EXCERPTED RECORDS Start Marker
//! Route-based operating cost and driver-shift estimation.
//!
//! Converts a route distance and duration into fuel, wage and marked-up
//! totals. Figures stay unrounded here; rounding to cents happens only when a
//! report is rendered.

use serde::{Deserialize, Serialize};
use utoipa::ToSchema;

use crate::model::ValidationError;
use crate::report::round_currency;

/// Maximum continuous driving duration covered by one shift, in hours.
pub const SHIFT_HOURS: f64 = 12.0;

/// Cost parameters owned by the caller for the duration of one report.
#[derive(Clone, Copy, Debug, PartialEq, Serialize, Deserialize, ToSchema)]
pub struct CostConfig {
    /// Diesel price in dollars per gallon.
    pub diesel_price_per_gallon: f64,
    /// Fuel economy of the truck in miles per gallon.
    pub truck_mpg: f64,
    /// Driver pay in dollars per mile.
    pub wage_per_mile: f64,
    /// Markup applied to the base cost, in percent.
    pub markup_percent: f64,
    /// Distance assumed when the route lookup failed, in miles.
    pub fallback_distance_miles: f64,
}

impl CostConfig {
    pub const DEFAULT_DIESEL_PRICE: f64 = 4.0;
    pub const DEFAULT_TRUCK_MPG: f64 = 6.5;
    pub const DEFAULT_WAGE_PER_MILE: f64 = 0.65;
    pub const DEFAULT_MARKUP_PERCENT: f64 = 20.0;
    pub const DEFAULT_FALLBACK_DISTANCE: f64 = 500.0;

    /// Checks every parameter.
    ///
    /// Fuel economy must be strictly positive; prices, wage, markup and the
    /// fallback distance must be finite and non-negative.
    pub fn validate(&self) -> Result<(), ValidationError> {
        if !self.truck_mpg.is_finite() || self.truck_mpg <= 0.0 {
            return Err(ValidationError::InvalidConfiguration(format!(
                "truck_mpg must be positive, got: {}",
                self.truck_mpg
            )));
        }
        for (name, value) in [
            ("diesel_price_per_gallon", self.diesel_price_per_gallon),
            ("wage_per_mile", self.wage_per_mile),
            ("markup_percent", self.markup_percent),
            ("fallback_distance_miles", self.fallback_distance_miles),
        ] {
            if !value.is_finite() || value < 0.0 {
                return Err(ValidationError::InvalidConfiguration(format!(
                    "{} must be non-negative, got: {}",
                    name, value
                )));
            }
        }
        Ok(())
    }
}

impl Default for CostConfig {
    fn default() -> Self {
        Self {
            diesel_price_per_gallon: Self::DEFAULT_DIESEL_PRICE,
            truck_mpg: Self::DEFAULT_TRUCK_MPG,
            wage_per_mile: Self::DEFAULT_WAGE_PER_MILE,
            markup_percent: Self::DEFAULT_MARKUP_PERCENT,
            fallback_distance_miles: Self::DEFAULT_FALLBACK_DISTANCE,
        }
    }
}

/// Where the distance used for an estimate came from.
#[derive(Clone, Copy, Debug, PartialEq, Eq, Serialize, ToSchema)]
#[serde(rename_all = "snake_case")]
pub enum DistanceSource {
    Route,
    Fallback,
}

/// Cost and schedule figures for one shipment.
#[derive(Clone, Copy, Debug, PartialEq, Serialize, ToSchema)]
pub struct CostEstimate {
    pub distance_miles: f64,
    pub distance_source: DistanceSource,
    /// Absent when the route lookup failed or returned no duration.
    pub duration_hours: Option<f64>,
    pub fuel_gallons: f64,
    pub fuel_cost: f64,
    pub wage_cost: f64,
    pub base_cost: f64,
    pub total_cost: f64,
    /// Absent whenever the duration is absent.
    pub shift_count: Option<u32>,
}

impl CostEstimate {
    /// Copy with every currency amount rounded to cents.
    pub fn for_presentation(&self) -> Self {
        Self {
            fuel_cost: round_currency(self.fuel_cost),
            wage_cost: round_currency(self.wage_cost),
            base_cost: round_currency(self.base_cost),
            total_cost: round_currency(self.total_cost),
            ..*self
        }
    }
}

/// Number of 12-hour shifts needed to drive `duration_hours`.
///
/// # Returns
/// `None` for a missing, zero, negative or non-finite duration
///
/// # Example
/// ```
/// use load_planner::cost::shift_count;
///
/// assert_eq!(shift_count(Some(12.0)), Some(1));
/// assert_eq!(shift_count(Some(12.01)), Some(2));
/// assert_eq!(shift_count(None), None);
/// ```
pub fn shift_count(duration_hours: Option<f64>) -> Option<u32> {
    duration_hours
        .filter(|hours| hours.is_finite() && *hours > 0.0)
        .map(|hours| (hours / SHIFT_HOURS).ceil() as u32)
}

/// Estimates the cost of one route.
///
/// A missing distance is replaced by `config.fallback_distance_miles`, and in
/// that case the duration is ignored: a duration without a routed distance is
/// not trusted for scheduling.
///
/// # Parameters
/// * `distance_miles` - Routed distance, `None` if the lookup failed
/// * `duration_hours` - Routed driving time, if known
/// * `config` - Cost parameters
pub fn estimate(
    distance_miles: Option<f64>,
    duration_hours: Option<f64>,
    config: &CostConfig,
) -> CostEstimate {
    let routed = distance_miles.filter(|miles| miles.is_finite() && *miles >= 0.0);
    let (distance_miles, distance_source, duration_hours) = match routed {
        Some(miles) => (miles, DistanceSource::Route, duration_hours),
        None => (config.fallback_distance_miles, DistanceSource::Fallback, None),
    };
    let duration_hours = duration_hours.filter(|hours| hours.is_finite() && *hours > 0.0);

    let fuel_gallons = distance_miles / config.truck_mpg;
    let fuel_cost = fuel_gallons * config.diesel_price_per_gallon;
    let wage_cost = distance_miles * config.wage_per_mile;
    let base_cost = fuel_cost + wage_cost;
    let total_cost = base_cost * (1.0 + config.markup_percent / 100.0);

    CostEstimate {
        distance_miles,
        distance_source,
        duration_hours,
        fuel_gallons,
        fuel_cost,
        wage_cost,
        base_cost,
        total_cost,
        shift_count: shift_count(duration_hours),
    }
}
EXCERPTED RECORDS End Marker
◆ WHAT TO PRODUCE:
All records shown above are to be given again verbatim.

◆ YOUR SOLUTION:
//! Route-based operating cost and driver-shift estimation.
//!
//! Converts a route distance and duration into fuel, wage and marked-up
//! totals. Figures stay unrounded here; rounding to cents happens only when a
//! report is rendered.

use serde::{Deserialize, Serialize};
use utoipa::ToSchema;

use crate::model::ValidationError;
use crate::report::round_currency;

/// Maximum continuous driving duration covered by one shift, in hours.
pub const SHIFT_HOURS: f64 = 12.0;

/// Cost parameters owned by the caller for the duration of one report.
#[derive(Clone, Copy, Debug, PartialEq, Serialize, Deserialize, ToSchema)]
pub struct CostConfig {
    /// Diesel price in dollars per gallon.
    pub diesel_price_per_gallon: f64,
    /// Fuel economy of the truck in miles per gallon.
    pub truck_mpg: f64,
    /// Driver pay in dollars per mile.
    pub wage_per_mile: f64,
    /// Markup applied to the base cost, in percent.
    pub markup_percent: f64,
    /// Distance assumed when the route lookup failed, in miles.
    pub fallback_distance_miles: f64,
}

impl CostConfig {
    pub const DEFAULT_DIESEL_PRICE: f64 = 4.0;
    pub const DEFAULT_TRUCK_MPG: f64 = 6.5;
    pub const DEFAULT_WAGE_PER_MILE: f64 = 0.65;
    pub const DEFAULT_MARKUP_PERCENT: f64 = 20.0;
    pub const DEFAULT_FALLBACK_DISTANCE: f64 = 500.0;

    /// Checks every parameter.
    ///
    /// Fuel economy must be strictly positive; prices, wage, markup and the
    /// fallback distance must be finite and non-negative.
    pub fn validate(&self) -> Result<(), ValidationError> {
        if !self.truck_mpg.is_finite() || self.truck_mpg <= 0.0 {
            return Err(ValidationError::InvalidConfiguration(format!(
                "truck_mpg must be positive, got: {}",
                self.truck_mpg
            )));
        }
        for (name, value) in [
            ("diesel_price_per_gallon", self.diesel_price_per_gallon),
            ("wage_per_mile", self.wage_per_mile),
            ("markup_percent", self.markup_percent),
            ("fallback_distance_miles", self.fallback_distance_miles),
        ] {
            if !value.is_finite() || value < 0.0 {
                return Err(ValidationError::InvalidConfiguration(format!(
                    "{} must be non-negative, got: {}",
                    name, value
                )));
            }
        }
        Ok(())
    }
}

impl Default for CostConfig {
    fn default() -> Self {
        Self {
            diesel_price_per_gallon: Self::DEFAULT_DIESEL_PRICE,
            truck_mpg: Self::DEFAULT_TRUCK_MPG,
            wage_per_mile: Self::DEFAULT_WAGE_PER_MILE,
            markup_percent: Self::DEFAULT_MARKUP_PERCENT,
            fallback_distance_miles: Self::DEFAULT_FALLBACK_DISTANCE,
        }
    }
}

/// Where the distance used for an estimate came from.
#[derive(Clone, Copy, Debug, PartialEq, Eq, Serialize, ToSchema)]
#[serde(rename_all = "snake_case")]
pub enum DistanceSource {
    Route,
    Fallback,
}

/// Cost and schedule figures for one shipment.
#[derive(Clone, Copy, Debug, PartialEq, Serialize, ToSchema)]
pub struct CostEstimate {
    pub distance_miles: f64,
    pub distance_source: DistanceSource,
    /// Absent when the route lookup failed or returned no duration.
    pub duration_hours: Option<f64>,
    pub fuel_gallons: f64,
    pub fuel_cost: f64,
    pub wage_cost: f64,
    pub base_cost: f64,
    pub total_cost: f64,
    /// Absent whenever the duration is absent.
    pub shift_count: Option<u32>,
}

impl CostEstimate {
    /// Copy with every currency amount rounded to cents.
    pub fn for_presentation(&self) -> Self {
        Self {
            fuel_cost: round_currency(self.fuel_cost),
            wage_cost: round_currency(self.wage_cost),
            base_cost: round_currency(self.base_cost),
            total_cost: round_currency(self.total_cost),
            ..*self
        }
    }
}

/// Number of 12-hour shifts needed to drive `duration_hours`.
///
/// # Returns
/// `None` for a missing, zero, negative or non-finite duration
///
/// # Example
/// ```
/// use load_planner::cost::shift_count;
///
/// assert_eq!(shift_count(Some(12.0)), Some(1));
/// assert_eq!(shift_count(Some(12.01)), Some(2));
/// assert_eq!(shift_count(None), None);
/// ```
pub fn shift_count(duration_hours: Option<f64>) -> Option<u32> {
    duration_hours
        .filter(|hours| hours.is_finite() && *hours > 0.0)
        .map(|hours| (hours / SHIFT_HOURS).ceil() as u32)
}

/// Estimates the cost of one route.
///
/// A missing distance is replaced by `config.fallback_distance_miles`, and in
/// that case the duration is ignored: a duration without a routed distance is
/// not trusted for scheduling.
///
/// # Parameters
/// * `distance_miles` - Routed distance, `None` if the lookup failed
/// * `duration_hours` - Routed driving time, if known
/// * `config` - Cost parameters
pub fn estimate(
    distance_miles: Option<f64>,
    duration_hours: Option<f64>,
    config: &CostConfig,
) -> CostEstimate {
    let routed = distance_miles.filter(|miles| miles.is_finite() && *miles >= 0.0);
    let (distance_miles, distance_source, duration_hours) = match routed {
        Some(miles) => (miles, DistanceSource::Route, duration_hours),
        None => (config.fallback_distance_miles, DistanceSource::Fallback, None),
    };
    let duration_hours = duration_hours.filter(|hours| hours.is_finite() && *hours > 0.0);

    let fuel_gallons = distance_miles / config.truck_mpg;
    let fuel_cost = fuel_gallons * config.diesel_price_per_gallon;
    let wage_cost = distance_miles * config.wage_per_mile;
    let base_cost = fuel_cost + wage_cost;
    let total_cost = base_cost * (1.0 + config.markup_percent / 100.0);

    CostEstimate {
        distance_miles,
        distance_source,
        duration_hours,
        fuel_gallons,
        fuel_cost,
        wage_cost,
        base_cost,
        total_cost,
        shift_count: shift_count(duration_hours),
    }
}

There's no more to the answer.